▶ [WHAT YOU WILL DO]: For the string "discriminant", search the entries below and copy every line where it appears.

▶ [SOURCE RECORDS]:
//! Variant values: a discriminant paired with a conforming payload.

use std::fmt;
use std::sync::Arc;

use sumi_types::{EnumTypeHandle, PayloadShape, TypeTag, VariantDescriptor};

use crate::{Payload, ShapeMismatch, Value, ValueError};

/// One instance of a registered enum type.
///
/// The discriminant and payload are set together by [`construct`] and are
/// immutable afterwards. Fields are stored in descriptor order behind an
/// `Arc`, so clones share the payload.
#[derive(Clone)]
pub struct VariantValue {
    ty: EnumTypeHandle,
    tag: usize,
    fields: Arc<[Value]>,
}

/// Construct a value of `ty` holding `variant` with `payload`.
///
/// Fails with `UnknownVariant` if `ty` has no such variant, and with
/// `PayloadShapeMismatch` if the payload's shape, arity, field names, or
/// field types do not match the descriptor.
pub fn construct(
    ty: EnumTypeHandle,
    variant: &str,
    payload: Payload,
) -> Result<VariantValue, ValueError> {
    let Some((tag, descriptor)) = ty.get().variant_by_name(variant) else {
        return Err(ValueError::UnknownVariant {
            type_name: ty.name().to_string(),
            variant: variant.to_string(),
        });
    };

    let fields = conform(descriptor.shape(), payload).map_err(|reason| {
        ValueError::PayloadShapeMismatch {
            type_name: ty.name().to_string(),
            variant: variant.to_string(),
            reason,
        }
    })?;

    tracing::trace!(type_name = ty.name(), variant, tag, "constructed variant value");
    Ok(VariantValue {
        ty,
        tag,
        fields: fields.into(),
    })
}

/// Construct a unit variant.
pub fn construct_unit(ty: EnumTypeHandle, variant: &str) -> Result<VariantValue, ValueError> {
    construct(ty, variant, Payload::Unit)
}

/// Construct a positional variant.
pub fn construct_positional(
    ty: EnumTypeHandle,
    variant: &str,
    values: impl IntoIterator<Item = Value>,
) -> Result<VariantValue, ValueError> {
    construct(ty, variant, Payload::Positional(values.into_iter().collect()))
}

/// Construct a named-field variant. Field order is free.
pub fn construct_named<N: Into<String>>(
    ty: EnumTypeHandle,
    variant: &str,
    fields: impl IntoIterator<Item = (N, Value)>,
) -> Result<VariantValue, ValueError> {
    construct(ty, variant, Payload::named(fields))
}

/// Check a payload against a shape, returning fields in descriptor order.
fn conform(shape: &PayloadShape, payload: Payload) -> Result<Vec<Value>, ShapeMismatch> {
    match (shape, payload) {
        (PayloadShape::Unit, Payload::Unit) => Ok(Vec::new()),

        (PayloadShape::Positional(types), Payload::Positional(values)) => {
            if types.len() != values.len() {
                return Err(ShapeMismatch::WrongArity {
                    expected: types.len(),
                    found: values.len(),
                });
            }
            for (i, (ty, value)) in types.iter().zip(&values).enumerate() {
                check_field(&i.to_string(), *ty, value)?;
            }
            Ok(values)
        }

        (PayloadShape::Named(defs), Payload::Named(fields)) => {
            let mut slots: Vec<Option<Value>> = vec![None; defs.len()];
            for (name, value) in fields {
                let Some(i) = shape.field_index(&name) else {
                    return Err(ShapeMismatch::UnknownField(name));
                };
                check_field(&name, defs[i].ty, &value)?;
                if slots[i].replace(value).is_some() {
                    return Err(ShapeMismatch::DuplicateField(name));
                }
            }
            slots
                .into_iter()
                .zip(defs)
                .map(|(slot, def)| slot.ok_or_else(|| ShapeMismatch::MissingField(def.name.to_string())))
                .collect()
        }

        (shape, payload) => Err(ShapeMismatch::WrongKind {
            expected: shape.kind_name(),
            found: payload.kind_name(),
        }),
    }
}

fn check_field(field: &str, expected: TypeTag, value: &Value) -> Result<(), ShapeMismatch> {
    if value.conforms_to(expected) {
        Ok(())
    } else {
        Err(ShapeMismatch::WrongFieldType {
            field: field.to_string(),
            expected: expected.to_string(),
            found: value.type_name(),
        })
    }
}

impl VariantValue {
    /// The owning enum type.
    #[inline]
    pub fn enum_type(&self) -> EnumTypeHandle {
        self.ty
    }

    /// The discriminant (tag index into the type's variant list).
    #[inline]
    pub fn tag(&self) -> usize {
        self.tag
    }

    /// Name of the variant this value holds.
    #[inline]
    pub fn variant_name(&self) -> &'static str {
        self.descriptor().name()
    }

    /// Check whether this value holds `variant`.
    #[inline]
    pub fn is(&self, variant: &str) -> bool {
        self.variant_name() == variant
    }

    /// Descriptor selected by the discriminant.
    #[inline]
    pub fn descriptor(&self) -> &'static VariantDescriptor {
        // The tag was produced by `variant_by_name` on this same frozen type.
        &self.ty.get().variants()[self.tag]
    }

    /// Borrow the stored field values, if the value currently holds `variant`.
    ///
    /// Same checks as [`extract`](VariantValue::extract), without copying:
    /// fields come back in descriptor order, so index `i` conforms to the
    /// descriptor's field `i` (empty for a unit variant).
    pub fn extract_fields(&self, variant: &str) -> Result<&[Value], ValueError> {
        self.check_variant(variant)?;
        Ok(&self.fields)
    }

    /// Read the payload, if the value currently holds `variant`.
    ///
    /// Never returns a default: asking for any other variant is an error.
    pub fn extract(&self, variant: &str) -> Result<Payload, ValueError> {
        self.check_variant(variant)?;
        Ok(self.to_payload())
    }

    fn check_variant(&self, variant: &str) -> Result<(), ValueError> {
        let Some(expected) = self.ty.variant_index(variant) else {
            return Err(ValueError::UnknownVariant {
                type_name: self.ty.name().to_string(),
                variant: variant.to_string(),
            });
        };
        if expected != self.tag {
            return Err(ValueError::VariantMismatch {
                type_name: self.ty.name().to_string(),
                expected: variant.to_string(),
                actual: self.variant_name().to_string(),
            });
        }
        Ok(())
    }

    fn to_payload(&self) -> Payload {
        match self.descriptor().shape() {
            PayloadShape::Unit => Payload::Unit,
            PayloadShape::Positional(_) => Payload::Positional(self.fields.to_vec()),
            PayloadShape::Named(defs) => Payload::Named(
                defs.iter()
                    .zip(self.fields.iter())
                    .map(|(def, value)| (def.name.to_string(), value.clone()))
                    .collect(),
            ),
        }
    }
}

impl PartialEq for VariantValue {
    fn eq(&self, other: &Self) -> bool {
        self.ty == other.ty && self.tag == other.tag && self.fields == other.fields
    }
}

impl fmt::Display for VariantValue {
    fn fmt(&self, f: &mut fmt::Formatter<'_>) -> fmt::Result {
        let descriptor = self.descriptor();
        f.write_str(descriptor.name())?;
        match descriptor.shape() {
            PayloadShape::Unit => Ok(()),
            PayloadShape::Positional(_) => {
                f.write_str("(")?;
                for (i, value) in self.fields.iter().enumerate() {
                    if i > 0 {
                        f.write_str(", ")?;
                    }
                    write!(f, "{value}")?;
                }
                f.write_str(")")
            }
            PayloadShape::Named(defs) => {
                f.write_str(" { ")?;
                for (i, (def, value)) in defs.iter().zip(self.fields.iter()).enumerate() {
                    if i > 0 {
                        f.write_str(", ")?;
                    }
                    write!(f, "{}: {value}", def.name)?;
                }
                f.write_str(" }")
            }
        }
    }
}

impl fmt::Debug for VariantValue {
    fn fmt(&self, f: &mut fmt::Formatter<'_>) -> fmt::Result {
        write!(f, "{}::{self}", self.ty.name())
    }
}
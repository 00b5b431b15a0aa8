//! Payload data supplied to `construct` and returned by `extract`.

use crate::Value;

/// The data carried by one variant instance.
///
/// `Named` fields may be supplied in any order. Equality on named payloads
/// ignores order: each side's fields must be found, with equal values, in
/// the other.
#[derive(Clone, Debug)]
pub enum Payload {
    /// No data.
    Unit,
    /// Fields by position.
    Positional(Vec<Value>),
    /// Fields by name.
    Named(Vec<(String, Value)>),
}

impl Payload {
    /// Build a positional payload.
    pub fn positional<V: Into<Value>>(values: impl IntoIterator<Item = V>) -> Self {
        Payload::Positional(values.into_iter().map(Into::into).collect())
    }

    /// Build a named payload from `(field, value)` pairs.
    pub fn named<N: Into<String>, V: Into<Value>>(fields: impl IntoIterator<Item = (N, V)>) -> Self {
        Payload::Named(
            fields
                .into_iter()
                .map(|(name, value)| (name.into(), value.into()))
                .collect(),
        )
    }

    /// Short name of the payload kind, for diagnostics.
    pub fn kind_name(&self) -> &'static str {
        match self {
            Payload::Unit => "unit",
            Payload::Positional(_) => "positional",
            Payload::Named(_) => "named",
        }
    }

    /// Number of fields.
    pub fn len(&self) -> usize {
        match self {
            Payload::Unit => 0,
            Payload::Positional(values) => values.len(),
            Payload::Named(fields) => fields.len(),
        }
    }

    /// Check if the payload carries no fields.
    pub fn is_empty(&self) -> bool {
        self.len() == 0
    }

    /// Positional field by index.
    pub fn get(&self, index: usize) -> Option<&Value> {
        match self {
            Payload::Positional(values) => values.get(index),
            _ => None,
        }
    }

    /// Named field by name.
    pub fn field(&self, name: &str) -> Option<&Value> {
        match self {
            Payload::Named(fields) => fields.iter().find(|(n, _)| n == name).map(|(_, v)| v),
            _ => None,
        }
    }

    /// Consume the payload, yielding field values in stored order.
    pub fn into_values(self) -> Vec<Value> {
        match self {
            Payload::Unit => Vec::new(),
            Payload::Positional(values) => values,
            Payload::Named(fields) => fields.into_iter().map(|(_, v)| v).collect(),
        }
    }
}

impl PartialEq for Payload {
    fn eq(&self, other: &Self) -> bool {
        match (self, other) {
            (Payload::Unit, Payload::Unit) => true,
            (Payload::Positional(a), Payload::Positional(b)) => a == b,
            (Payload::Named(a), Payload::Named(b)) => {
                a.len() == b.len() && named_subset(a, other) && named_subset(b, self)
            }
            _ => false,
        }
    }
}

fn named_subset(fields: &[(String, Value)], other: &Payload) -> bool {
    fields
        .iter()
        .all(|(name, value)| other.field(name).is_some_and(|v| v == value))
}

▶ [ANSWER AREA]:
//! Variant values: a discriminant paired with a conforming payload.
/// The discriminant and payload are set together by [`construct`] and are
    /// The discriminant (tag index into the type's variant list).
    /// Descriptor selected by the discriminant.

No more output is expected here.